The key reason for these globalisation breakdowns, Stephen King argues, is the tension between an integrated global economic system and the power and authority of nation states. In the period since the Second World War, a set of international institutions plus the commitment of the United States, the world’s largest economy, have kept the globalisation project moving forward. The international organisations that have underpinned the current era of global integration include the IMF, the World Bank, the General Agreement on Tariffs and Trade (which morphed into the World Trade Organisation), NATO and the European Union.

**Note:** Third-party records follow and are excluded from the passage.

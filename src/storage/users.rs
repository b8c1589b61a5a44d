// SPDX-License-Identifier: AGPL-3.0-or-later
//
// Copyright (C) 2026 Relational Network

//! User records and the credential store interface.
//!
//! ## Security
//!
//! - `User` carries the password hash and is never serialized outward
//! - Every outward-facing read goes through [`SanitizedUser`]

use serde::{Deserialize, Serialize};
use utoipa::ToSchema;

/// Identity record as persisted by the credential store.
///
/// Deliberately not `Serialize` into API payloads; use [`SanitizedUser`].
#[derive(Debug, Clone, PartialEq, Eq, Serialize, Deserialize)]
pub struct User {
    /// Primary key assigned by the store (starts at 1)
    pub id: u64,
    pub name: String,
    /// Unique across the store
    pub email: String,
    /// Opaque password hash (PHC string)
    pub password_hash: String,
}

/// Values needed to create a user. The store assigns the id.
#[derive(Debug, Clone)]
pub struct NewUser {
    pub name: String,
    pub email: String,
    pub password_hash: String,
}

/// User view returned to API clients (never includes the password hash).
#[derive(Debug, Clone, PartialEq, Eq, Serialize, Deserialize, ToSchema)]
pub struct SanitizedUser {
    pub id: u64,
    pub name: String,
    pub email: String,
}

impl From<User> for SanitizedUser {
    fn from(user: User) -> Self {
        Self {
            id: user.id,
            name: user.name,
            email: user.email,
        }
    }
}

impl From<&User> for SanitizedUser {
    fn from(user: &User) -> Self {
        Self {
            id: user.id,
            name: user.name.clone(),
            email: user.email.clone(),
        }
    }
}

/// Credential store errors.
#[derive(Debug, thiserror::Error)]
pub enum StoreError {
    #[error("email already registered: {0}")]
    Duplicate(String),

    #[error("storage backend error: {0}")]
    Backend(String),

    #[error("corrupt user record: {0}")]
    Corrupt(String),
}

pub type StoreResult<T> = Result<T, StoreError>;

/// Persistence interface for user records.
///
/// Lookups return `Ok(None)` for unknown users; errors are reserved for
/// backend failures.
pub trait UserStore: Send + Sync {
    fn find_by_email(&self, email: &str) -> StoreResult<Option<User>>;

    fn find_by_id(&self, id: u64) -> StoreResult<Option<User>>;

    /// Insert a user and return the assigned id.
    ///
    /// Fails with [`StoreError::Duplicate`] when the email is taken.
    fn create(&self, user: NewUser) -> StoreResult<u64>;

    /// Cheap liveness probe used by the readiness endpoint.
    fn health_check(&self) -> StoreResult<()> {
        self.find_by_id(0).map(|_| ())
    }
}

#[cfg(test)]
mod tests {
    use super::*;

    #[test]
    fn sanitized_user_drops_password_hash() {
        let user = User {
            id: 7,
            name: "Jane Doe".to_string(),
            email: "jane@example.com".to_string(),
            password_hash: "$argon2id$v=19$...".to_string(),
        };

        let sanitized = SanitizedUser::from(&user);
        let json = serde_json::to_value(&sanitized).unwrap();

        assert_eq!(json["id"], 7);
        assert_eq!(json["email"], "jane@example.com");
        assert!(json.get("password_hash").is_none());
        assert!(json.get("password").is_none());
        assert_eq!(json.as_object().unwrap().len(), 3);
    }
}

But stresses and strains are now emerging in this highly globalised world. There are tensions within the European Union and the UK government is trying to leave. The commitment of the United States to the current world economic order is being questioned under Donald Trump. Immigration and the movement of people are creating social pressures and tensions. Co-ordination and co-operation in the international financial system could not prevent the 2008/9 crisis or guarantee a swift recovery. And there is a dark side to the way in which technology is undermining privacy and providing a platform for cyber-crime.

The final section of the book looks ahead and discusses whether the current globalisation model rooted in the western world can survive these current pressures and challenges. On this issue, Stephen King’s conclusion is nuanced. He does not predict the imminent collapse of the current globalised economic system, but highlights its vulnerabilities. To counter these potential weaknesses, King argues that we need stronger international institutions and a wider range of national sponsors for the current globalised economic system – including China, which is set to become the world’s largest economy some time in the next decade.

Fortunately, China has been one of the major beneficiaries of the current era of globalisation. There are signs that in a whole range of policy areas, including dealing with climate change, China is now becoming much more supportive and engaged in the challenge of sustaining the current world economic system.

Stephen King’s analysis is very illuminating. Globalised economic systems are potentially fragile and vulnerable to disruption. But his book also shows they can also prove durable for many centuries. The final conclusion of Grave New World is not that globalisation is doomed, but that it has to overcome the current set of challenges to survive and deliver future prosperity.

Bolstering our existing international institutions, rather than undermining them, has to be part of this process. And in some areas (such as climate change and challenging cyber-crime) we may need to build new institutions to address 21st Century challenges.

This is a very thought-provoking book, which summons a vast array of historical and economic evidence to support its argument. I wholeheartedly recommend reading it. Then, make up your own mind about how the international system will meet the current challenges to our globalised economic order.

I am a glass half-full person; I think we will weather the current storms. But read the book for yourself and make up your own mind.